Task details:
Transcribe the listing below in full, keeping every line exactly as it is.

The data:
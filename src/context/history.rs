//! ReAct 历史：有 token 预算的追加日志
//!
//! 每次追加（或补充观察结果）后检查预算：超出且条目多于 keep_last_n 时，
//! 把较早的条目交给摘要模型压缩成一条合成步骤，保留最近 keep_last_n 条原文。
//! 摘要失败时用占位文本代替，压缩后仍超预算则截断摘要，再不行就丢弃摘要。

use std::sync::Arc;

use serde_json::Map;

use crate::context::tokens::{truncate_to_tokens, TokenEstimator};
use crate::llm::LlmClient;
use crate::react::{Action, ReActStep, Thought, SUMMARY_ACTION};

const SUMMARY_PREFIX: &str = "Summary of previous steps: ";
const SUMMARY_PLACEHOLDER: &str = "[Summary unavailable: summarization failed]";

pub struct HistoryManager {
    steps: Vec<ReActStep>,
    token_limit: usize,
    keep_last_n: usize,
    summarizer: Option<Arc<dyn LlmClient>>,
}

impl HistoryManager {
    pub fn new(token_limit: usize, keep_last_n: usize) -> Self {
        Self {
            steps: Vec::new(),
            token_limit,
            keep_last_n: keep_last_n.max(1),
            summarizer: None,
        }
    }

    pub fn with_summarizer(mut self, summarizer: Arc<dyn LlmClient>) -> Self {
        self.summarizer = Some(summarizer);
        self
    }

    pub fn steps(&self) -> &[ReActStep] {
        &self.steps
    }

    pub fn len(&self) -> usize {
        self.steps.len()
    }

    pub fn is_empty(&self) -> bool {
        self.steps.is_empty()
    }

    pub fn token_limit(&self) -> usize {
        self.token_limit
    }

    pub fn keep_last_n(&self) -> usize {
        self.keep_last_n
    }

    /// 追加一步并立即检查预算
    pub async fn append(&mut self, step: ReActStep) {
        self.steps.push(step);
        self.compact_if_needed().await;
    }

    /// 给最后一步补上观察结果并检查预算
    pub async fn record_observation(&mut self, observation: impl Into<String>) {
        match self.steps.last_mut() {
            Some(last) => last.observation = Some(observation.into()),
            None => {
                tracing::warn!("observation recorded on empty history; ignored");
                return;
            }
        }
        self.compact_if_needed().await;
    }

    pub fn serialize(&self) -> String {
        serialize_steps(&self.steps)
    }

    pub fn token_count(&self) -> usize {
        TokenEstimator::estimate(&self.serialize())
    }

    async fn compact_if_needed(&mut self) {
        let tokens = self.token_count();
        if tokens <= self.token_limit || self.steps.len() <= self.keep_last_n {
            return;
        }
        tracing::info!(
            tokens,
            limit = self.token_limit,
            steps = self.steps.len(),
            "history over budget, summarizing"
        );

        let split = self.steps.len() - self.keep_last_n;
        let recent = self.steps.split_off(split);
        let old = std::mem::take(&mut self.steps);

        let recent_tokens = TokenEstimator::estimate(&serialize_steps(&recent));
        let overhead = TokenEstimator::estimate(&summary_step("").render()) + 1;
        let room = self.token_limit.saturating_sub(recent_tokens + overhead);
        if room == 0 {
            tracing::warn!(dropped = old.len(), "recent steps alone exceed the budget; dropping older steps");
            self.steps = recent;
            return;
        }

        let summary = self.summarize(&old).await;
        self.steps = std::iter::once(summary_step(&summary)).chain(recent).collect();

        if self.token_count() > self.token_limit {
            self.steps[0] = summary_step(&truncate_to_tokens(&summary, room));
            if self.token_count() > self.token_limit {
                tracing::warn!("summary does not fit the budget; dropping it");
                self.steps.remove(0);
            }
        }
        tracing::info!(tokens = self.token_count(), steps = self.steps.len(), "history compacted");
    }

    async fn summarize(&self, old: &[ReActStep]) -> String {
        let Some(summarizer) = &self.summarizer else {
            return SUMMARY_PLACEHOLDER.to_string();
        };
        let prompt = format!(
            "Summarize the following conversation history into a concise paragraph:\n\n{}",
            serialize_steps(old)
        );
        match summarizer.generate(&prompt, None).await {
            Ok(gen) if !gen.text.trim().is_empty() => gen.text.trim().to_string(),
            Ok(_) => SUMMARY_PLACEHOLDER.to_string(),
            Err(e) => {
                tracing::warn!(error = %e, "history summarization failed; using placeholder");
                SUMMARY_PLACEHOLDER.to_string()
            }
        }
    }
}

/// 有序渲染一组步骤，步骤之间空一行
pub fn serialize_steps(steps: &[ReActStep]) -> String {
    steps
        .iter()
        .map(ReActStep::render)
        .collect::<Vec<_>>()
        .join("\n\n")
}

fn summary_step(summary: &str) -> ReActStep {
    ReActStep {
        thought: Thought {
            reasoning: SUMMARY_ACTION.to_string(),
            criticism: String::new(),
            next_action: Some(Action::new(SUMMARY_ACTION, Map::new())),
        },
        observation: Some(format!("{SUMMARY_PREFIX}{summary}")),
    }
}

#[cfg(test)]
mod tests {
    use super::*;
    use crate::llm::{Generation, LlmError, MockLlmClient};

    fn step(i: usize, obs_len: usize) -> ReActStep {
        let mut s = ReActStep::new(Thought {
            reasoning: format!("step {i}"),
            criticism: String::new(),
            next_action: Some(Action::new("read_file", Map::new())),
        });
        s.observation = Some("x".repeat(obs_len));
        s
    }

    fn invariant(h: &HistoryManager) -> bool {
        h.token_count() <= h.token_limit() || h.len() <= h.keep_last_n()
    }

    #[tokio::test]
    async fn test_under_budget_keeps_everything() {
        let mut h = HistoryManager::new(10_000, 2);
        for i in 0..5 {
            h.append(step(i, 10)).await;
        }
        assert_eq!(h.len(), 5);
        assert!(h.serialize().starts_with("Thought: step 0"));
    }

    #[tokio::test]
    async fn test_compaction_summarizes_old_steps() {
        let mock = Arc::new(MockLlmClient::scripted(vec![Ok(Generation::text("they read files"))]));
        let mut h = HistoryManager::new(200, 2).with_summarizer(mock.clone());
        for i in 0..4 {
            h.append(step(i, 200)).await;
            assert!(invariant(&h));
        }
        assert_eq!(mock.calls(), 1);
        assert_eq!(h.len(), 3);
        let first = &h.steps()[0];
        assert_eq!(first.action().unwrap().tool_name, SUMMARY_ACTION);
        assert_eq!(
            first.observation.as_deref(),
            Some("Summary of previous steps: they read files")
        );
        assert!(h.serialize().contains("Thought: step 3"));
        assert!(mock.prompts()[0].contains("Thought: step 0"));
    }

    #[tokio::test]
    async fn test_summarizer_failure_uses_placeholder() {
        let mock = Arc::new(MockLlmClient::scripted(vec![Err(LlmError::Request("boom".into()))]));
        let mut h = HistoryManager::new(150, 1).with_summarizer(mock);
        h.append(step(0, 400)).await;
        h.append(step(1, 100)).await;
        assert!(invariant(&h));
        assert!(h.serialize().contains("Summary unavailable") || h.len() == 1);
    }

    #[tokio::test]
    async fn test_invariant_holds_when_recent_steps_are_huge() {
        let mock = Arc::new(MockLlmClient::new());
        let mut h = HistoryManager::new(50, 2).with_summarizer(mock.clone());
        for i in 0..6 {
            h.append(step(i, 1_000)).await;
            assert!(invariant(&h), "violated after step {i}");
        }
        assert_eq!(h.len(), 2);
        assert!(h.serialize().starts_with("Thought: step 4"));
        // 摘要放不下时不调用生成
        assert_eq!(mock.calls(), 0);
    }

    #[tokio::test]
    async fn test_record_observation_triggers_compaction() {
        let mut h = HistoryManager::new(120, 1);
        h.append(step(0, 100)).await;
        h.append(ReActStep::new(Thought {
            reasoning: "next".into(),
            criticism: String::new(),
            next_action: Some(Action::new("read_file", Map::new())),
        }))
        .await;
        h.record_observation("y".repeat(300)).await;
        assert!(invariant(&h));
        assert_eq!(h.steps().last().unwrap().observation.as_deref().map(str::len), Some(300));
    }
}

Task answer:
filename src/context/history.rs
//! ReAct 历史：有 token 预算的追加日志
//!
//! 每次追加（或补充观察结果）后检查预算：超出且条目多于 keep_last_n 时，
//! 把较早的条目交给摘要模型压缩成一条合成步骤，保留最近 keep_last_n 条原文。
//! 摘要失败时用占位文本代替，压缩后仍超预算则截断摘要，再不行就丢弃摘要。

use std::sync::Arc;

use serde_json::Map;

use crate::context::tokens::{truncate_to_tokens, TokenEstimator};
use crate::llm::LlmClient;
use crate::react::{Action, ReActStep, Thought, SUMMARY_ACTION};

const SUMMARY_PREFIX: &str = "Summary of previous steps: ";
const SUMMARY_PLACEHOLDER: &str = "[Summary unavailable: summarization failed]";

pub struct HistoryManager {
    steps: Vec<ReActStep>,
    token_limit: usize,
    keep_last_n: usize,
    summarizer: Option<Arc<dyn LlmClient>>,
}

impl HistoryManager {
    pub fn new(token_limit: usize, keep_last_n: usize) -> Self {
        Self {
            steps: Vec::new(),
            token_limit,
            keep_last_n: keep_last_n.max(1),
            summarizer: None,
        }
    }

    pub fn with_summarizer(mut self, summarizer: Arc<dyn LlmClient>) -> Self {
        self.summarizer = Some(summarizer);
        self
    }

    pub fn steps(&self) -> &[ReActStep] {
        &self.steps
    }

    pub fn len(&self) -> usize {
        self.steps.len()
    }

    pub fn is_empty(&self) -> bool {
        self.steps.is_empty()
    }

    pub fn token_limit(&self) -> usize {
        self.token_limit
    }

    pub fn keep_last_n(&self) -> usize {
        self.keep_last_n
    }

    /// 追加一步并立即检查预算
    pub async fn append(&mut self, step: ReActStep) {
        self.steps.push(step);
        self.compact_if_needed().await;
    }

    /// 给最后一步补上观察结果并检查预算
    pub async fn record_observation(&mut self, observation: impl Into<String>) {
        match self.steps.last_mut() {
            Some(last) => last.observation = Some(observation.into()),
            None => {
                tracing::warn!("observation recorded on empty history; ignored");
                return;
            }
        }
        self.compact_if_needed().await;
    }

    pub fn serialize(&self) -> String {
        serialize_steps(&self.steps)
    }

    pub fn token_count(&self) -> usize {
        TokenEstimator::estimate(&self.serialize())
    }

    async fn compact_if_needed(&mut self) {
        let tokens = self.token_count();
        if tokens <= self.token_limit || self.steps.len() <= self.keep_last_n {
            return;
        }
        tracing::info!(
            tokens,
            limit = self.token_limit,
            steps = self.steps.len(),
            "history over budget, summarizing"
        );

        let split = self.steps.len() - self.keep_last_n;
        let recent = self.steps.split_off(split);
        let old = std::mem::take(&mut self.steps);

        let recent_tokens = TokenEstimator::estimate(&serialize_steps(&recent));
        let overhead = TokenEstimator::estimate(&summary_step("").render()) + 1;
        let room = self.token_limit.saturating_sub(recent_tokens + overhead);
        if room == 0 {
            tracing::warn!(dropped = old.len(), "recent steps alone exceed the budget; dropping older steps");
            self.steps = recent;
            return;
        }

        let summary = self.summarize(&old).await;
        self.steps = std::iter::once(summary_step(&summary)).chain(recent).collect();

        if self.token_count() > self.token_limit {
            self.steps[0] = summary_step(&truncate_to_tokens(&summary, room));
            if self.token_count() > self.token_limit {
                tracing::warn!("summary does not fit the budget; dropping it");
                self.steps.remove(0);
            }
        }
        tracing::info!(tokens = self.token_count(), steps = self.steps.len(), "history compacted");
    }

    async fn summarize(&self, old: &[ReActStep]) -> String {
        let Some(summarizer) = &self.summarizer else {
            return SUMMARY_PLACEHOLDER.to_string();
        };
        let prompt = format!(
            "Summarize the following conversation history into a concise paragraph:\n\n{}",
            serialize_steps(old)
        );
        match summarizer.generate(&prompt, None).await {
            Ok(gen) if !gen.text.trim().is_empty() => gen.text.trim().to_string(),
            Ok(_) => SUMMARY_PLACEHOLDER.to_string(),
            Err(e) => {
                tracing::warn!(error = %e, "history summarization failed; using placeholder");
                SUMMARY_PLACEHOLDER.to_string()
            }
        }
    }
}

/// 有序渲染一组步骤，步骤之间空一行
pub fn serialize_steps(steps: &[ReActStep]) -> String {
    steps
        .iter()
        .map(ReActStep::render)
        .collect::<Vec<_>>()
        .join("\n\n")
}

fn summary_step(summary: &str) -> ReActStep {
    ReActStep {
        thought: Thought {
            reasoning: SUMMARY_ACTION.to_string(),
            criticism: String::new(),
            next_action: Some(Action::new(SUMMARY_ACTION, Map::new())),
        },
        observation: Some(format!("{SUMMARY_PREFIX}{summary}")),
    }
}

#[cfg(test)]
mod tests {
    use super::*;
    use crate::llm::{Generation, LlmError, MockLlmClient};

    fn step(i: usize, obs_len: usize) -> ReActStep {
        let mut s = ReActStep::new(Thought {
            reasoning: format!("step {i}"),
            criticism: String::new(),
            next_action: Some(Action::new("read_file", Map::new())),
        });
        s.observation = Some("x".repeat(obs_len));
        s
    }

    fn invariant(h: &HistoryManager) -> bool {
        h.token_count() <= h.token_limit() || h.len() <= h.keep_last_n()
    }

    #[tokio::test]
    async fn test_under_budget_keeps_everything() {
        let mut h = HistoryManager::new(10_000, 2);
        for i in 0..5 {
            h.append(step(i, 10)).await;
        }
        assert_eq!(h.len(), 5);
        assert!(h.serialize().starts_with("Thought: step 0"));
    }

    #[tokio::test]
    async fn test_compaction_summarizes_old_steps() {
        let mock = Arc::new(MockLlmClient::scripted(vec![Ok(Generation::text("they read files"))]));
        let mut h = HistoryManager::new(200, 2).with_summarizer(mock.clone());
        for i in 0..4 {
            h.append(step(i, 200)).await;
            assert!(invariant(&h));
        }
        assert_eq!(mock.calls(), 1);
        assert_eq!(h.len(), 3);
        let first = &h.steps()[0];
        assert_eq!(first.action().unwrap().tool_name, SUMMARY_ACTION);
        assert_eq!(
            first.observation.as_deref(),
            Some("Summary of previous steps: they read files")
        );
        assert!(h.serialize().contains("Thought: step 3"));
        assert!(mock.prompts()[0].contains("Thought: step 0"));
    }

    #[tokio::test]
    async fn test_summarizer_failure_uses_placeholder() {
        let mock = Arc::new(MockLlmClient::scripted(vec![Err(LlmError::Request("boom".into()))]));
        let mut h = HistoryManager::new(150, 1).with_summarizer(mock);
        h.append(step(0, 400)).await;
        h.append(step(1, 100)).await;
        assert!(invariant(&h));
        assert!(h.serialize().contains("Summary unavailable") || h.len() == 1);
    }

    #[tokio::test]
    async fn test_invariant_holds_when_recent_steps_are_huge() {
        let mock = Arc::new(MockLlmClient::new());
        let mut h = HistoryManager::new(50, 2).with_summarizer(mock.clone());
        for i in 0..6 {
            h.append(step(i, 1_000)).await;
            assert!(invariant(&h), "violated after step {i}");
        }
        assert_eq!(h.len(), 2);
        assert!(h.serialize().starts_with("Thought: step 4"));
        // 摘要放不下时不调用生成
        assert_eq!(mock.calls(), 0);
    }

    #[tokio::test]
    async fn test_record_observation_triggers_compaction() {
        let mut h = HistoryManager::new(120, 1);
        h.append(step(0, 100)).await;
        h.append(ReActStep::new(Thought {
            reasoning: "next".into(),
            criticism: String::new(),
            next_action: Some(Action::new("read_file", Map::new())),
        }))
        .await;
        h.record_observation("y".repeat(300)).await;
        assert!(invariant(&h));
        assert_eq!(h.steps().last().unwrap().observation.as_deref().map(str::len), Some(300));
    }
}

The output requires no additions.